### EXERCISE OBJECTIVE
Which of the lines in the data below contain the string "input"? Copy each of them.
### DATA EXTRACTS
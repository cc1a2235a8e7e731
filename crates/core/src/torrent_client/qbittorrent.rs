//! qBittorrent Web API v2 client.

use std::sync::Arc;
use std::time::Duration;

use async_trait::async_trait;
use chrono::{DateTime, TimeZone, Utc};
use reqwest::{multipart, Client, RequestBuilder};
use serde::Deserialize;
use tokio::sync::RwLock;
use tracing::{debug, warn};

use crate::config::QBittorrentConfig;
use crate::magnet::extract_info_hash;

use super::{AddTorrentRequest, AddTorrentResult, TorrentClient, TorrentClientError, TorrentInfo, TorrentState};

/// qBittorrent client implementation.
pub struct QBittorrentClient {
    client: Client,
    config: QBittorrentConfig,
    /// Set once logged in; the session cookie itself lives in the cookie jar.
    session: Arc<RwLock<Option<String>>>,
}

impl QBittorrentClient {
    /// Create a new qBittorrent client.
    pub fn new(config: QBittorrentConfig) -> Result<Self, TorrentClientError> {
        let client = Client::builder()
            .timeout(Duration::from_secs(config.timeout_secs as u64))
            .cookie_store(true)
            .build()
            .map_err(|e| TorrentClientError::ConnectionFailed(e.to_string()))?;

        Ok(Self {
            client,
            config,
            session: Arc::new(RwLock::new(None)),
        })
    }

    /// Get the base URL without trailing slash.
    fn base_url(&self) -> &str {
        self.config.url.trim_end_matches('/')
    }

    /// Login and remember that the cookie jar holds a session.
    async fn login(&self) -> Result<(), TorrentClientError> {
        let url = format!("{}/api/v2/auth/login", self.base_url());

        let params = [
            ("username", self.config.username.as_str()),
            ("password", self.config.password.as_str()),
        ];

        let response = self
            .client
            .post(&url)
            .form(&params)
            .send()
            .await
            .map_err(map_request_error)?;

        let status = response.status();
        let body = response.text().await.unwrap_or_default();

        if body.contains("Ok.") {
            debug!("qBittorrent login successful");
            let mut session = self.session.write().await;
            *session = Some("authenticated".to_string());
            Ok(())
        } else if body.contains("Fails.") || status.as_u16() == 403 {
            Err(TorrentClientError::AuthenticationFailed(
                "Invalid credentials".to_string(),
            ))
        } else {
            Err(TorrentClientError::AuthenticationFailed(format!(
                "Unexpected response: {}",
                body.chars().take(100).collect::<String>()
            )))
        }
    }

    /// Ensure we have a valid session, logging in if needed.
    async fn ensure_authenticated(&self) -> Result<(), TorrentClientError> {
        let session = self.session.read().await;
        if session.is_some() {
            return Ok(());
        }
        drop(session);
        self.login().await
    }

    /// Send an authenticated request, logging in again once on 403.
    ///
    /// `build` is called for every attempt because multipart bodies cannot be
    /// replayed.
    async fn send<F>(&self, build: F) -> Result<String, TorrentClientError>
    where
        F: Fn() -> RequestBuilder,
    {
        self.ensure_authenticated().await?;

        let response = build().send().await.map_err(map_request_error)?;

        let response = if response.status().as_u16() == 403 {
            warn!("qBittorrent session expired, re-authenticating");
            {
                let mut session = self.session.write().await;
                *session = None;
            }
            self.login().await?;
            build().send().await.map_err(map_request_error)?
        } else {
            response
        };

        let status = response.status();
        if !status.is_success() {
            return Err(TorrentClientError::ApiError(format!("HTTP {}", status)));
        }

        response
            .text()
            .await
            .map_err(|e| TorrentClientError::ApiError(e.to_string()))
    }
}

fn map_request_error(e: reqwest::Error) -> TorrentClientError {
    if e.is_timeout() {
        TorrentClientError::Timeout
    } else if e.is_connect() {
        TorrentClientError::ConnectionFailed(e.to_string())
    } else {
        TorrentClientError::ApiError(e.to_string())
    }
}

/// qBittorrent torrent info response.
#[derive(Debug, Deserialize)]
struct QBTorrentInfo {
    hash: String,
    name: String,
    state: String,
    progress: f64,
    #[serde(default)]
    size: i64,
    #[serde(default)]
    added_on: i64,
    #[serde(default)]
    save_path: String,
    #[serde(default)]
    content_path: String,
    #[serde(default)]
    root_path: String,
    #[serde(default)]
    category: String,
}

impl QBTorrentInfo {
    fn into_torrent_info(self) -> TorrentInfo {
        TorrentInfo {
            hash: self.hash.to_lowercase(),
            name: self.name,
            state: parse_qb_state(&self.state),
            progress: self.progress,
            size_bytes: self.size.max(0) as u64,
            added_at: timestamp_to_datetime(self.added_on),
            save_path: non_empty(self.save_path),
            content_path: non_empty(self.content_path),
            root_path: non_empty(self.root_path),
            category: non_empty(self.category),
        }
    }
}

fn non_empty(value: String) -> Option<String> {
    if value.is_empty() {
        None
    } else {
        Some(value)
    }
}

/// Parse qBittorrent state string to TorrentState.
fn parse_qb_state(state: &str) -> TorrentState {
    match state {
        "downloading" | "forcedDL" | "metaDL" | "forcedMetaDL" | "allocating" => {
            TorrentState::Downloading
        }
        "uploading" | "forcedUP" => TorrentState::Seeding,
        "pausedDL" | "pausedUP" | "stoppedDL" | "stoppedUP" => TorrentState::Paused,
        "checkingDL" | "checkingUP" | "checkingResumeData" | "moving" => TorrentState::Checking,
        "queuedDL" | "queuedUP" => TorrentState::Queued,
        "stalledDL" | "stalledUP" => TorrentState::Stalled,
        "error" | "missingFiles" => TorrentState::Error,
        _ => TorrentState::Unknown,
    }
}

/// Convert Unix timestamp to DateTime<Utc>.
fn timestamp_to_datetime(ts: i64) -> Option<DateTime<Utc>> {
    if ts > 0 {
        Utc.timestamp_opt(ts, 0).single()
    } else {
        None
    }
}

#[async_trait]
impl TorrentClient for QBittorrentClient {
    fn name(&self) -> &str {
        "qbittorrent"
    }

    async fn add_torrent(
        &self,
        request: AddTorrentRequest,
    ) -> Result<AddTorrentResult, TorrentClientError> {
        let url = format!("{}/api/v2/torrents/add", self.base_url());
        let save_path = request
            .save_path
            .clone()
            .or_else(|| self.config.download_path.clone());

        let body = self
            .send(|| {
                let mut form = multipart::Form::new().text("urls", request.uri.clone());
                if let Some(path) = &save_path {
                    form = form.text("savepath", path.clone());
                }
                if let Some(category) = &request.category {
                    form = form.text("category", category.clone());
                }
                if request.paused {
                    form = form.text("paused", "true");
                }
                self.client.post(&url).multipart(form)
            })
            .await?;

        if body.trim() == "Fails." {
            return Err(TorrentClientError::Rejected(request.uri));
        }

        let hash = extract_info_hash(&request.uri).unwrap_or_default();
        debug!(hash = %hash, "Torrent added to qBittorrent");

        Ok(AddTorrentResult { hash })
    }

    async fn list_torrents(&self) -> Result<Vec<TorrentInfo>, TorrentClientError> {
        let url = format!("{}/api/v2/torrents/info", self.base_url());

        let response = self.send(|| self.client.get(&url)).await?;
        let torrents: Vec<QBTorrentInfo> = serde_json::from_str(&response)
            .map_err(|e| TorrentClientError::ApiError(format!("Failed to parse response: {}", e)))?;

        Ok(torrents.into_iter().map(|t| t.into_torrent_info()).collect())
    }
}

#[cfg(test)]
mod tests {
    use super::*;
    use chrono::Datelike;

    #[test]
    fn test_parse_qb_state_downloading() {
        assert_eq!(parse_qb_state("downloading"), TorrentState::Downloading);
        assert_eq!(parse_qb_state("forcedDL"), TorrentState::Downloading);
        assert_eq!(parse_qb_state("metaDL"), TorrentState::Downloading);
    }

    #[test]
    fn test_parse_qb_state_paused() {
        assert_eq!(parse_qb_state("pausedDL"), TorrentState::Paused);
        assert_eq!(parse_qb_state("stoppedUP"), TorrentState::Paused);
    }

    #[test]
    fn test_parse_qb_state_checking() {
        assert_eq!(parse_qb_state("checkingDL"), TorrentState::Checking);
        assert_eq!(parse_qb_state("checkingResumeData"), TorrentState::Checking);
        assert_eq!(parse_qb_state("moving"), TorrentState::Checking);
    }

    #[test]
    fn test_parse_qb_state_stalled_and_error() {
        assert_eq!(parse_qb_state("stalledDL"), TorrentState::Stalled);
        assert_eq!(parse_qb_state("missingFiles"), TorrentState::Error);
        assert_eq!(parse_qb_state("something_else"), TorrentState::Unknown);
    }

    #[test]
    fn test_timestamp_to_datetime() {
        let dt = timestamp_to_datetime(1703980800).unwrap();
        assert_eq!(dt.year(), 2023);
        assert!(timestamp_to_datetime(0).is_none());
        assert!(timestamp_to_datetime(-1).is_none());
    }

    #[test]
    fn test_qb_torrent_info_parses_paths() {
        let json = r#"[{
            "hash": "ABC123",
            "name": "Some.Release",
            "state": "uploading",
            "progress": 1.0,
            "size": 1000000,
            "added_on": 1703980800,
            "save_path": "/downloads",
            "content_path": "/downloads/Some.Release",
            "root_path": "/downloads/Some.Release",
            "category": ""
        }]"#;

        let torrents: Vec<QBTorrentInfo> = serde_json::from_str(json).unwrap();
        let info = torrents.into_iter().next().unwrap().into_torrent_info();

        assert_eq!(info.hash, "abc123");
        assert_eq!(info.state, TorrentState::Seeding);
        assert!(info.is_complete());
        assert_eq!(info.content_path.as_deref(), Some("/downloads/Some.Release"));
        assert_eq!(info.category, None);
    }

    #[test]
    fn test_qb_torrent_info_tolerates_missing_optional_fields() {
        let json = r#"[{"hash": "def", "name": "x", "state": "pausedDL", "progress": 0.25}]"#;
        let torrents: Vec<QBTorrentInfo> = serde_json::from_str(json).unwrap();
        let info = torrents.into_iter().next().unwrap().into_torrent_info();

        assert_eq!(info.state, TorrentState::Paused);
        assert!(info.save_path.is_none());
        assert!(info.root_path.is_none());
    }
}
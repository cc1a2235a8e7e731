//! Magnet URI canonicalization.
//!
//! Every candidate link is reduced to `magnet:?xt=urn:btih:<40 lowercase hex>`
//! before it is persisted or compared. Display names and trackers are dropped:
//! the info hash is the identity of a torrent.

const MAGNET_PREFIX: &str = "magnet:?";
const BTIH_PREFIX: &str = "xt=urn:btih:";

/// Returns true if the input can be canonicalized.
pub fn is_magnet_like(input: &str) -> bool {
    normalize_magnet(input).is_some()
}

/// Canonicalize a magnet URI or bare info hash.
///
/// Accepts a 40-character hex hash, a 32-character base32 hash, or a magnet
/// URI carrying either form in its `xt=urn:btih:` parameter.
pub fn normalize_magnet(input: &str) -> Option<String> {
    extract_info_hash(input).map(|hash| canonical_magnet(&hash))
}

/// Build the canonical magnet URI for an already-validated hex hash.
pub fn canonical_magnet(hash: &str) -> String {
    format!("{}{}{}", MAGNET_PREFIX, BTIH_PREFIX, hash.to_lowercase())
}

/// Extract the lowercase hex info hash from a magnet URI or bare hash.
pub fn extract_info_hash(input: &str) -> Option<String> {
    let trimmed = input.trim();
    if trimmed.is_empty() {
        return None;
    }

    if let Some(hash) = parse_bare_hash(trimmed) {
        return Some(hash);
    }

    let lower = trimmed.to_ascii_lowercase();
    if !lower.starts_with(MAGNET_PREFIX) {
        return None;
    }

    trimmed[MAGNET_PREFIX.len()..]
        .split('&')
        .find_map(|param| {
            let lower_param = param.to_ascii_lowercase();
            lower_param
                .strip_prefix(BTIH_PREFIX)
                .map(|_| param[BTIH_PREFIX.len()..].to_string())
        })
        .and_then(|value| parse_bare_hash(&value))
}

fn parse_bare_hash(value: &str) -> Option<String> {
    if value.len() == 40 && value.chars().all(|c| c.is_ascii_hexdigit()) {
        return Some(value.to_ascii_lowercase());
    }
    if value.len() == 32 {
        return base32_to_hex(value);
    }
    None
}

/// Decode an RFC 4648 base32 info hash (32 chars, 160 bits) into hex.
fn base32_to_hex(value: &str) -> Option<String> {
    let mut bits: u64 = 0;
    let mut bit_count = 0u32;
    let mut bytes = Vec::with_capacity(20);

    for c in value.chars() {
        let v = match c.to_ascii_uppercase() {
            c @ 'A'..='Z' => c as u64 - 'A' as u64,
            c @ '2'..='7' => c as u64 - '2' as u64 + 26,
            _ => return None,
        };
        bits = ((bits << 5) | v) & 0xffff;
        bit_count += 5;
        if bit_count >= 8 {
            bit_count -= 8;
            bytes.push(((bits >> bit_count) & 0xff) as u8);
        }
    }

    if bytes.len() != 20 {
        return None;
    }
    Some(bytes.iter().map(|b| format!("{:02x}", b)).collect())
}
######
### YOUR SOLUTION
/// Returns true if the input can be canonicalized.
pub fn is_magnet_like(input: &str) -> bool {
    normalize_magnet(input).is_some()
pub fn normalize_magnet(input: &str) -> Option<String> {
    extract_info_hash(input).map(|hash| canonical_magnet(&hash))
pub fn extract_info_hash(input: &str) -> Option<String> {
    let trimmed = input.trim();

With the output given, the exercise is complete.